Using Machine Learning to Address Nonlinear Relationships Between Land Use and Travel Behavior

October 13, 2023

Thank you to Xinyu (Jason) Cao, Professor, Humphrey School of Public Affairs, University of Minnesota, Twin Cities, who presented Using Machine Learning to Address Nonlinear Relationships Between Land Use and Travel Behavior at the Transportation Seminar Oct. 13, 2023.

Abstract: Empirical studies often assume a (generalized) linear relationship between land use and travel behavior. However, scholars need to diagnose this assumption before interpreting modeling results. If the true relationship between them is nonlinear, the linear assumption will lead to a biased estimate of the relationship. This presentation emphasizes the charm of machine learning approaches in address the nonlinear relationships between variables in the context of land use and transportation. The case studies show that the applications of machine learning may change the conventional understanding of land use-transportation interactions and inform urban and transportation planners of efficient solutions to address transportation-related challenges. The approaches enable scholars and practitioners to revisit previous questions from an innovative perspective.

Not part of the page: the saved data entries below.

impl Q921Link {
    pub fn new(name: &str, cfg: Q921Config) -> Arc<Self> {
        let state = Q921State {
            state: LinkState::Released,
            vs: 0,
            va: 0,
            vr: 0,
            peer_busy: false,
            queue: VecDeque::new(),
            backlog: VecDeque::new(),
            t200: SigTimer::new(cfg.t200_ms),
            t203: SigTimer::new(cfg.t203_ms),
            retries: SigCounter::new(cfg.n200),
        };
        Arc::new(Self {
            name: name.to_string(),
            sapi: cfg.sapi,
            tei: RwLock::new(cfg.tei),
            iface: RwLock::new(None),
            user: RwLock::new(Weak::<NullUser>::new() as Weak<dyn Q921User>),
            state: Mutex::new(state),
            cfg: RwLock::new(cfg),
        })
    }

    pub fn attach_interface(self: &Arc<Self>, iface: Arc<dyn SigInterface>) {
        iface.set_receiver(Arc::downgrade(self) as Weak<dyn PacketReceiver>);
        *self.iface.write().unwrap() = Some(iface);
    }

    pub fn set_user(&self, user: Weak<dyn Q921User>) {
        *self.user.write().unwrap() = user;
    }

    pub fn sapi(&self) -> u8 {
        self.sapi
    }

    pub fn tei(&self) -> u8 {
        *self.tei.read().unwrap()
    }

    /// TEI management assigns or removes the endpoint identifier
    pub fn set_tei(&self, tei: u8) {
        *self.tei.write().unwrap() = tei;
    }

    pub fn state(&self) -> LinkState {
        self.state.lock().unwrap().state
    }

    pub fn established(&self) -> bool {
        self.state() == LinkState::Established
    }

    fn network_side(&self) -> bool {
        self.cfg.read().unwrap().network
    }

    fn frame_u(&self, utype: UType, pf: bool) -> Q921Frame {
        Q921Frame::U {
            sapi: self.sapi,
            tei: self.tei(),
            command: matches!(utype, UType::Sabme | UType::Disc | UType::Ui),
            utype,
            pf,
            payload: Bytes::new(),
        }
    }

    /// Start multi-frame establishment (SABME)
    pub fn establish(&self) {
        let mut actions = Q921Actions::default();
        {
            let mut state = self.state.lock().unwrap();
            if state.state == LinkState::Established {
                return;
            }
            state.state = LinkState::WaitEstablish;
            state.retries.reset();
            state.t200.start(Instant::now());
            actions.send.push(self.frame_u(UType::Sabme, true));
        }
        self.run_actions(actions);
    }

    /// Release the data link (DISC)
    pub fn release(&self) {
        let mut actions = Q921Actions::default();
        {
            let mut state = self.state.lock().unwrap();
            if matches!(state.state, LinkState::Released | LinkState::WaitRelease) {
                return;
            }
            state.state = LinkState::WaitRelease;
            state.retries.reset();
            state.t200.start(Instant::now());
            actions.send.push(self.frame_u(UType::Disc, true));
        }
        self.run_actions(actions);
    }

    /// Send acknowledged user data; queues while establishment completes
    pub fn send_data(&self, payload: Bytes) -> Result<(), IsdnError> {
        let max = self.cfg.read().unwrap().max_user_data;
        if payload.len() > max {
            return Err(IsdnError::BadFrame(format!("payload over N201 ({max})")));
        }
        let mut actions = Q921Actions::default();
        {
            let mut state = self.state.lock().unwrap();
            match state.state {
                LinkState::Established => {
                    if state.peer_busy {
                        state.backlog.push_back(payload);
                    } else {
                        let frame = self.build_i(&mut state, payload);
                        actions.send.push(frame);
                    }
                }
                LinkState::WaitEstablish => state.backlog.push_back(payload),
                _ => return Err(IsdnError::NotEstablished),
            }
        }
        self.run_actions(actions);
        Ok(())
    }

    /// Send unacknowledged UI data
    pub fn send_ui(&self, payload: Bytes) -> Result<(), IsdnError> {
        let frame = Q921Frame::U {
            sapi: self.sapi,
            tei: self.tei(),
            command: true,
            utype: UType::Ui,
            pf: false,
            payload,
        };
        self.transmit(&frame)
    }

    fn build_i(&self, state: &mut Q921State, payload: Bytes) -> Q921Frame {
        let ns = state.vs;
        state.vs = (state.vs + 1) & 0x7F;
        state.queue.push_back((ns, payload.clone()));
        if !state.t200.running() {
            state.t200.start(Instant::now());
        }
        Q921Frame::I {
            sapi: self.sapi,
            tei: self.tei(),
            command: true,
            ns,
            nr: state.vr,
            poll: false,
            payload,
        }
    }

    fn rr(&self, state: &Q921State, pf: bool, command: bool) -> Q921Frame {
        Q921Frame::S {
            sapi: self.sapi,
            tei: self.tei(),
            command,
            stype: SType::Rr,
            nr: state.vr,
            pf,
        }
    }

    fn enter_established(&self, state: &mut Q921State, actions: &mut Q921Actions) {
        state.state = LinkState::Established;
        state.vs = 0;
        state.va = 0;
        state.vr = 0;
        state.peer_busy = false;
        state.queue.clear();
        state.retries.reset();
        state.t200.stop();
        state.t203.start(Instant::now());
        actions.status = Some(true);
        info!(link = %self.name, tei = self.tei(), "multi-frame established");
        // Flush traffic queued during establishment
        while let Some(payload) = state.backlog.pop_front() {
            let frame = self.build_i(state, payload);
            actions.send.push(frame);
        }
    }

    fn enter_released(&self, state: &mut Q921State, actions: &mut Q921Actions) {
        let was = state.state;
        state.state = LinkState::Released;
        state.queue.clear();
        state.t200.stop();
        state.t203.stop();
        if was == LinkState::Established || was == LinkState::WaitRelease {
            actions.status = Some(false);
        }
    }

    /// Acknowledge queued frames up to N(R)
    fn ack_to(state: &mut Q921State, nr: u8) {
        while let Some((ns, _)) = state.queue.front() {
            let acked = (nr.wrapping_sub(*ns).wrapping_sub(1)) & 0x7F;
            if acked < 64 {
                state.queue.pop_front();
            } else {
                break;
            }
        }
        state.va = nr;
        if state.queue.is_empty() {
            state.t200.stop();
        } else {
            state.t200.start(Instant::now());
        }
    }

    fn handle_frame(&self, frame: Q921Frame) {
        let mut actions = Q921Actions::default();
        {
            let mut state = self.state.lock().unwrap();
            match frame {
                Q921Frame::U { utype: UType::Sabme, .. } => {
                    // Peer initiates multi-frame operation
                    actions.send.push(self.frame_u(UType::Ua, true));
                    self.enter_established(&mut state, &mut actions);
                }
                Q921Frame::U { utype: UType::Disc, .. } => {
                    actions.send.push(self.frame_u(UType::Ua, true));
                    self.enter_released(&mut state, &mut actions);
                }
                Q921Frame::U { utype: UType::Ua, .. } => match state.state {
                    LinkState::WaitEstablish => self.enter_established(&mut state, &mut actions),
                    LinkState::WaitRelease => self.enter_released(&mut state, &mut actions),
                    _ => debug!(link = %self.name, "unsolicited UA"),
                },
                Q921Frame::U { utype: UType::Dm, .. } => match state.state {
                    LinkState::WaitEstablish | LinkState::WaitRelease => {
                        self.enter_released(&mut state, &mut actions);
                    }
                    _ => {}
                },
                Q921Frame::U { utype: UType::Frmr, .. } => {
                    warn!(link = %self.name, "frame reject, re-establishing");
                    state.state = LinkState::WaitEstablish;
                    state.retries.reset();
                    state.t200.start(Instant::now());
                    actions.send.push(self.frame_u(UType::Sabme, true));
                }
                Q921Frame::U { utype: UType::Ui, payload, .. } => {
                    actions.deliver_ui.push(payload);
                }
                Q921Frame::U { utype: UType::Xid, .. } => {
                    debug!(link = %self.name, "XID ignored");
                }
                Q921Frame::I { ns, nr, poll, payload, .. } => {
                    if state.state != LinkState::Established {
                        actions.send.push(self.frame_u(UType::Dm, poll));
                    } else {
                        Self::ack_to(&mut state, nr);
                        if ns == state.vr {
                            state.vr = (state.vr + 1) & 0x7F;
                            actions.deliver.push(payload);
                            actions.send.push(self.rr(&state, poll, false));
                        } else {
                            // Out of sequence: reject and keep V(R)
                            actions.send.push(Q921Frame::S {
                                sapi: self.sapi,
                                tei: self.tei(),
                                command: false,
                                stype: SType::Rej,
                                nr: state.vr,
                                pf: poll,
                            });
                        }
                        state.t203.start(Instant::now());
                    }
                }
                Q921Frame::S { stype, nr, pf, command, .. } => {
                    if state.state != LinkState::Established {
                        actions.send.push(self.frame_u(UType::Dm, pf));
                    } else {
                        Self::ack_to(&mut state, nr);
                        match stype {
                            SType::Rr => {
                                state.peer_busy = false;
                                if command && pf {
                                    actions.send.push(self.rr(&state, true, false));
                                }
                                while let Some(payload) = state.backlog.pop_front() {
                                    let frame = self.build_i(&mut state, payload);
                                    actions.send.push(frame);
                                }
                            }
                            SType::Rnr => {
                                state.peer_busy = true;
                            }
                            SType::Rej => {
                                // Retransmit everything from N(R)
                                let queued: Vec<(u8, Bytes)> =
                                    state.queue.iter().cloned().collect();
                                for (ns, payload) in queued {
                                    actions.send.push(Q921Frame::I {
                                        sapi: self.sapi,
                                        tei: self.tei(),
                                        command: true,
                                        ns,
                                        nr: state.vr,
                                        poll: false,
                                        payload,
                                    });
                                }
                            }
                        }
                        state.t203.start(Instant::now());
                    }
                }
            }
        }
        self.run_actions(actions);
    }

    fn transmit(&self, frame: &Q921Frame) -> Result<(), IsdnError> {
        let iface = self.iface.read().unwrap().clone();
        let Some(iface) = iface else {
            return Err(IsdnError::NotEstablished);
        };
        iface
            .transmit_packet(&frame.encode(), false)
            .map_err(|e| IsdnError::BadFrame(e.to_string()))
    }

    fn run_actions(&self, actions: Q921Actions) {
        for frame in &actions.send {
            if let Err(err) = self.transmit(frame) {
                debug!(link = %self.name, %err, "transmit failed");
                break;
            }
        }
        if actions.deliver.is_empty()
            && actions.deliver_ui.is_empty()
            && actions.status.is_none()
        {
            return;
        }
        let user = self.user.read().unwrap().upgrade();
        if let Some(user) = user {
            for payload in actions.deliver {
                user.receive_data(payload);
            }
            for payload in actions.deliver_ui {
                user.receive_ui(payload);
            }
            if let Some(established) = actions.status {
                user.data_link_status(established);
            }
        }
    }
}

BioDr. Jason Cao is a professor at the Humphrey School of Public Affairs, University of Minnesota, Twin Cities. He specializes in land use and transportation interaction, the effects of ICT on travel behavior, and planning for quality of life. He has published more than 130 peer-reviewed papers and edited four books. Dr. Cao is internationally well-known for his research on residential self-selection in the relationships between the built environment and travel behavior. His recent work focuses on the applications of machine learning approaches in addressing nonlinear relationships between variables. Dr. Cao is the Co-Editor-in-Chief of Transportation Research Part D. He received his degrees from University of California, Davis and Tsinghua University.